And you keep iterating cuz it's never going to be perfect. And even when you think you get to like some type of perfect state, it doesn't stay perfect. You have to keep evolving and changing because the world that we're working in continues to evolve and change. Okay. So, features blowing up in dev's team's faces when first releasing to the wild. Uh different ways to maybe interpret this. Um, is this the first, you know, it's like an MVP, a product launch? Okay. I would say if that's the kind of thing, would did you somehow have so much demand like you couldn't scale? I feel like that's kind of probably a rare thing. Uh, it's a great problem to have if you like built something awesome and like you're like, "Oops, it doesn't scale cuz we had a million people sign up on day one." If so, what do you go learn from that?
Like how did you not anticipate that? And then PS, follow up with me because I would love to learn what you did to get a million people to sign up on day one. Um, you know, is it is it the wrong thing? So, you launched your MVP, you had all these uh, you know, beta or alpha users and then they're like like this is pretty terrible. It's not a performance issue. It's not a latency or availability issue or things crashing. It's just like not really what we want. It kind of sucks. Okay. So, like what do you learn from that? How like what how were you talking to potential customers about what to go build, right? Did you just guess? Did you actually solve the problem of some group of users and then accidentally presented that to a different group of users confusing the problem? It's more of like a product kind of fit type of thing, right?
Maybe a little bit less about software engineering and a little bit more about like, you know, product management, product engineering. People love slapping engineering as a as a word onto everything and just, you know, prompt engineering, AI engineering, product engineering, engineering, engineering. By the way, are any of us actually engineers? Cuz certainly not at the professional level, right? Do any of us have professional designation? People get really bummed out about that when I post about that kind of stuff online. For the record, I'm also not a professional engineer by trade. Um, but there's a lot of ways to interpret this, right? So, um, is it a lack of good testing? Is it a lack of design? I think it could be. I don't think it's exclusive to that, which is why I was trying to give some other examples. I don't think that um, you know, just so let's flip it, right?

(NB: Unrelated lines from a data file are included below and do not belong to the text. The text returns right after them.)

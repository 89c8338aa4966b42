//! On-screen keyboard model: the QWERTY layout and which caps are lit.
//!
//! Terminals report key presses but not releases, so a pressed cap stays
//! lit for [`HIGHLIGHT_DECAY`] instead of until key-up.

use std::time::{Duration, Instant};

use crossterm::event::{KeyCode, KeyEvent, KeyModifiers};

/// How long a pressed cap stays highlighted
pub const HIGHLIGHT_DECAY: Duration = Duration::from_millis(150);

/// Keys that do not produce a character
#[derive(Debug, Clone, Copy, PartialEq, Eq)]
pub enum Special {
    Escape,
    Backspace,
    Tab,
    CapsLock,
    Enter,
    ShiftLeft,
    ShiftRight,
    Control,
    Meta,
    Alt,
    Fn,
    Menu,
}

#[derive(Debug, Clone, Copy, PartialEq, Eq)]
pub enum Trigger {
    /// Lit by either character; letters use lower/upper case
    Char { base: char, shifted: char },
    Special(Special),
}

#[derive(Debug, Clone, Copy, PartialEq, Eq)]
pub struct KeyCap {
    pub label: &'static str,
    pub trigger: Trigger,
    /// Width in terminal cells
    pub width: u16,
}

const fn key(label: &'static str, base: char, shifted: char) -> KeyCap {
    KeyCap {
        label,
        trigger: Trigger::Char { base, shifted },
        width: 3,
    }
}

const fn wide(label: &'static str, base: char, shifted: char, width: u16) -> KeyCap {
    KeyCap {
        label,
        trigger: Trigger::Char { base, shifted },
        width,
    }
}

const fn special(label: &'static str, special: Special, width: u16) -> KeyCap {
    KeyCap {
        label,
        trigger: Trigger::Special(special),
        width,
    }
}

pub static ROWS: [&[KeyCap]; 5] = [
    &[
        special("Esc", Special::Escape, 3),
        key("1", '1', '!'),
        key("2", '2', '@'),
        key("3", '3', '#'),
        key("4", '4', '$'),
        key("5", '5', '%'),
        key("6", '6', '^'),
        key("7", '7', '&'),
        key("8", '8', '*'),
        key("9", '9', '('),
        key("0", '0', ')'),
        key("-", '-', '_'),
        key("=", '=', '+'),
        special("Backspace", Special::Backspace, 11),
    ],
    &[
        special("Tab", Special::Tab, 5),
        key("Q", 'q', 'Q'),
        key("W", 'w', 'W'),
        key("E", 'e', 'E'),
        key("R", 'r', 'R'),
        key("T", 't', 'T'),
        key("Y", 'y', 'Y'),
        key("U", 'u', 'U'),
        key("I", 'i', 'I'),
        key("O", 'o', 'O'),
        key("P", 'p', 'P'),
        key("[ {", '[', '{'),
        key("] }", ']', '}'),
        wide("\\ |", '\\', '|', 6),
    ],
    &[
        special("Caps", Special::CapsLock, 6),
        key("A", 'a', 'A'),
        key("S", 's', 'S'),
        key("D", 'd', 'D'),
        key("F", 'f', 'F'),
        key("G", 'g', 'G'),
        key("H", 'h', 'H'),
        key("J", 'j', 'J'),
        key("K", 'k', 'K'),
        key("L", 'l', 'L'),
        key("; :", ';', ':'),
        key("' \"", '\'', '"'),
        special("Enter", Special::Enter, 8),
    ],
    &[
        special("Shift", Special::ShiftLeft, 8),
        key("Z", 'z', 'Z'),
        key("X", 'x', 'X'),
        key("C", 'c', 'C'),
        key("V", 'v', 'V'),
        key("B", 'b', 'B'),
        key("N", 'n', 'N'),
        key("M", 'm', 'M'),
        key(", <", ',', '<'),
        key(". >", '.', '>'),
        key("/ ?", '/', '?'),
        special("Shift", Special::ShiftRight, 9),
    ],
    &[
        special("Ctrl", Special::Control, 4),
        special("Win", Special::Meta, 4),
        special("Alt", Special::Alt, 4),
        wide("Space", ' ', ' ', 23),
        special("Alt", Special::Alt, 4),
        special("Fn", Special::Fn, 4),
        special("Menu", Special::Menu, 4),
        special("Ctrl", Special::Control, 4),
    ],
];

/// Row/column of a cap in [`ROWS`]
#[derive(Debug, Clone, Copy, PartialEq, Eq)]
pub struct KeyPos {
    pub row: usize,
    pub col: usize,
}

impl KeyCap {
    fn lit_by(&self, event: &KeyEvent) -> bool {
        let shifted_char = matches!(
            event.code,
            KeyCode::Char(c) if ROWS.iter().flat_map(|row| row.iter()).any(|cap| {
                matches!(cap.trigger, Trigger::Char { base, shifted } if c == shifted && c != base)
            })
        );

        match self.trigger {
            Trigger::Char { base, shifted } => {
                matches!(event.code, KeyCode::Char(c) if c == base || c == shifted)
            }
            Trigger::Special(special) => match special {
                Special::Escape => event.code == KeyCode::Esc,
                Special::Backspace => event.code == KeyCode::Backspace,
                Special::Tab => matches!(event.code, KeyCode::Tab | KeyCode::BackTab),
                Special::CapsLock => event.code == KeyCode::CapsLock,
                Special::Enter => event.code == KeyCode::Enter,
                Special::ShiftLeft | Special::ShiftRight => {
                    shifted_char || event.modifiers.contains(KeyModifiers::SHIFT)
                }
                Special::Control => event.modifiers.contains(KeyModifiers::CONTROL),
                Special::Meta => event.modifiers.contains(KeyModifiers::SUPER),
                Special::Alt => event.modifiers.contains(KeyModifiers::ALT),
                Special::Menu => event.code == KeyCode::Menu,
                Special::Fn => false,
            },
        }
    }
}

/// Every cap a key event lights, including modifier caps
pub fn locate(event: &KeyEvent) -> Vec<KeyPos> {
    ROWS.iter()
        .enumerate()
        .flat_map(|(row, caps)| {
            caps.iter()
                .enumerate()
                .filter(|(_, cap)| cap.lit_by(event))
                .map(move |(col, _)| KeyPos { row, col })
        })
        .collect()
}

/// Most recent key press and when it happened
#[derive(Debug, Default, Clone)]
pub struct KeyboardState {
    lit: Vec<KeyPos>,
    pressed_at: Option<Instant>,
}

impl KeyboardState {
    pub fn press(&mut self, event: &KeyEvent, now: Instant) {
        self.lit = locate(event);
        self.pressed_at = Some(now);
    }

    pub fn lit_at(&self, now: Instant) -> &[KeyPos] {
        match self.pressed_at {
            Some(at) if now.saturating_duration_since(at) < HIGHLIGHT_DECAY => self.lit.as_slice(),
            _ => &[],
        }
    }

    pub fn is_lit(&self, pos: KeyPos, now: Instant) -> bool {
        self.lit_at(now).contains(&pos)
    }
}
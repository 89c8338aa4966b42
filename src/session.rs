use std::collections::HashMap;

use chrono::Utc;
use clap::ValueEnum;
use serde::{Deserialize, Serialize};
use thiserror::Error;
use tracing::{debug, info};

use crate::score::{self, Score, TypedWord};
use crate::scores::ScoreRecord;

/// What ends a session: a countdown or a number of committed words
#[derive(
    Debug, Clone, Copy, PartialEq, Eq, Hash, Serialize, Deserialize, ValueEnum, strum_macros::Display,
)]
#[serde(rename_all = "lowercase")]
#[strum(serialize_all = "lowercase")]
pub enum Mode {
    Time,
    Words,
}

#[derive(Debug, Clone, Copy, PartialEq, Eq)]
pub struct SessionConfig {
    pub mode: Mode,
    /// Seconds for [`Mode::Time`], words for [`Mode::Words`]
    pub goal: u32,
}

impl SessionConfig {
    pub fn new(mode: Mode, goal: u32) -> Self {
        Self { mode, goal }
    }
}

#[derive(Debug, Clone, Copy, PartialEq, Eq)]
pub enum Phase {
    NotStarted,
    Started,
    Finished,
}

#[derive(Debug, Error, PartialEq, Eq)]
pub enum SessionError {
    #[error("a session needs at least one word")]
    NoWords,
    #[error("session goal must be a positive number")]
    ZeroGoal,
}

/// A single typing test over an ordered list of target words.
///
/// The session owns all game progress. It moves `NotStarted -> Started ->
/// Finished` and never back, except through [`Session::reset`]. While it is
/// active, `word_index` points into `words` and the typed history only holds
/// entries for earlier words.
#[derive(Debug, Clone)]
pub struct Session {
    words: Vec<String>,
    config: SessionConfig,
    word_index: usize,
    input: String,
    cursor_pos: usize,
    typed_history: HashMap<usize, TypedWord>,
    /// Seconds remaining in time mode, seconds elapsed in words mode
    timer: u32,
    phase: Phase,
    record: Option<ScoreRecord>,
}

impl Session {
    pub fn start(words: Vec<String>, config: SessionConfig) -> Result<Self, SessionError> {
        if words.is_empty() {
            return Err(SessionError::NoWords);
        }
        if config.goal == 0 {
            return Err(SessionError::ZeroGoal);
        }
        debug!(words = words.len(), mode = %config.mode, goal = config.goal, "new session");
        Ok(Self::fresh(words, config))
    }

    fn fresh(words: Vec<String>, config: SessionConfig) -> Self {
        let timer = match config.mode {
            Mode::Time => config.goal,
            Mode::Words => 0,
        };

        Self {
            words,
            config,
            word_index: 0,
            input: String::new(),
            cursor_pos: 0,
            typed_history: HashMap::new(),
            timer,
            phase: Phase::NotStarted,
            record: None,
        }
    }

    /// Back to `NotStarted` over the same words
    pub fn reset(&mut self) {
        let words = std::mem::take(&mut self.words);
        *self = Self::fresh(words, self.config);
    }

    pub fn words(&self) -> &[String] {
        &self.words
    }

    pub fn config(&self) -> SessionConfig {
        self.config
    }

    pub fn phase(&self) -> Phase {
        self.phase
    }

    pub fn has_started(&self) -> bool {
        self.phase != Phase::NotStarted
    }

    pub fn has_finished(&self) -> bool {
        self.phase == Phase::Finished
    }

    /// True while the one-second clock should be running
    pub fn is_running(&self) -> bool {
        self.phase == Phase::Started
    }

    pub fn word_index(&self) -> usize {
        self.word_index
    }

    pub fn current_word(&self) -> Option<&str> {
        self.words.get(self.word_index).map(String::as_str)
    }

    pub fn input(&self) -> &str {
        &self.input
    }

    pub fn cursor_pos(&self) -> usize {
        self.cursor_pos
    }

    pub fn typed(&self, idx: usize) -> Option<&TypedWord> {
        self.typed_history.get(&idx)
    }

    pub fn typed_history(&self) -> &HashMap<usize, TypedWord> {
        &self.typed_history
    }

    pub fn timer(&self) -> u32 {
        self.timer
    }

    pub fn elapsed_secs(&self) -> u32 {
        match self.config.mode {
            Mode::Time => self.config.goal.saturating_sub(self.timer),
            Mode::Words => self.timer,
        }
    }

    /// Guarded `NotStarted -> Started` transition, taken on the first
    /// keystroke. Does nothing in any other phase.
    fn begin(&mut self) {
        if self.phase == Phase::NotStarted {
            self.phase = Phase::Started;
            debug!("session clock armed by first keystroke");
        }
    }

    /// Replace the in-progress text of the current word. The cursor always
    /// sits at the end of the input.
    pub fn submit_input(&mut self, text: &str) {
        if self.has_finished() {
            return;
        }
        self.begin();
        self.input = text.to_string();
        self.cursor_pos = self.input.chars().count();
    }

    /// Commit the current word and move to the next one.
    ///
    /// An empty (or whitespace) input is recorded as a skip of the target's
    /// length, which scores as entirely wrong.
    pub fn advance_word(&mut self) {
        if self.has_finished() {
            return;
        }
        self.begin();

        let Some(target) = self.words.get(self.word_index) else {
            debug!(index = self.word_index, "no target word at index; finishing");
            self.finish();
            return;
        };

        let trimmed = self.input.trim();
        let entry = if trimmed.is_empty() {
            TypedWord::Skipped {
                len: target.chars().count(),
            }
        } else {
            TypedWord::Typed(trimmed.to_string())
        };

        self.typed_history.insert(self.word_index, entry);
        self.word_index += 1;
        self.input.clear();
        self.cursor_pos = 0;

        let goal_reached =
            self.config.mode == Mode::Words && self.word_index >= self.config.goal as usize;
        if goal_reached || self.word_index >= self.words.len() {
            self.finish();
        }
    }

    /// Step back into the previous word with its typed text restored.
    /// Only valid with an empty input past the first word. A skipped word
    /// comes back as an empty input, not as its placeholder.
    pub fn retreat_word(&mut self) {
        if self.has_finished() || self.word_index == 0 || !self.input.is_empty() {
            return;
        }

        self.word_index -= 1;
        let restored = match self.typed_history.remove(&self.word_index) {
            Some(TypedWord::Typed(text)) => text,
            Some(TypedWord::Skipped { .. }) | None => String::new(),
        };
        self.cursor_pos = restored.chars().count();
        self.input = restored;
    }

    /// One second of wall time while the session is running
    pub fn tick(&mut self) {
        if !self.is_running() {
            return;
        }

        match self.config.mode {
            Mode::Time => {
                self.timer = self.timer.saturating_sub(1);
                if self.timer == 0 {
                    self.finish();
                }
            }
            Mode::Words => self.timer += 1,
        }
    }

    pub fn score(&self) -> Score {
        score::compute(
            &self.words,
            &self.typed_history,
            self.word_index,
            &self.input,
            self.elapsed_secs(),
        )
    }

    /// Stop the session and snapshot its score. Calling it again has no
    /// effect, so exactly one record is produced per session.
    pub fn finish(&mut self) {
        if self.has_finished() {
            return;
        }
        self.phase = Phase::Finished;

        let score = self.score();
        info!(
            wpm = score.standard_wpm,
            accuracy = score.accuracy_percent,
            mode = %self.config.mode,
            goal = self.config.goal,
            "session finished"
        );
        self.record = Some(ScoreRecord::new(&score, self.config, Utc::now()));
    }

    /// Hand out the finished session's record, once
    pub fn take_record(&mut self) -> Option<ScoreRecord> {
        self.record.take()
    }
}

Let's say that you did an architectural design on this kind of stuff, new feature architectural design. you're talking about uh what things are going to look like for the database, how that's going to scale, like uh you know whether you're going to have capacity concerns or like you're and then you're doing performance analysis on queries to be able to read and write. Um and then on top of that in your design and your implementation, you have you're talking about the testing. You implement the test, you have all this test coverage. So you have like on paper what looks like really good architecture, really good testing like okay now when it comes to reality like did your architecture and testing and all of this stuff did that match reality? Did you have a misunderstanding of what reality is? Right? It might sound kind of funny. You might say, "Well, if you did, then you have bad architecture and testing." And it's like, sure, maybe.
I I wouldn't say it's necessarily bad, but I think you can have a little misunderstanding in some of the assumptions about your environment that have a big impact and you didn't expect that. Right? I've literally have worked on with engineers on designs where multiple people reviewed at principal plus level up to like you know uh like VP architect level people reviewed um you know design gets done signed off on starts rolling it out and we're like wait a second that query performance doesn't scale we're actually getting throttled by the other service does that mean that like the architecture was bad. Does that mean that like his testing was bad? His or her testing was bad. Is that their fault? Like, no. Missed assumption, right? Misunderstanding. That's fine. Does that mean the entire thing's invalidated? Nope. In this case, I would argue that a lot of good things happened because if it was caught very, very early, it means that we can pivot on part of that design, right?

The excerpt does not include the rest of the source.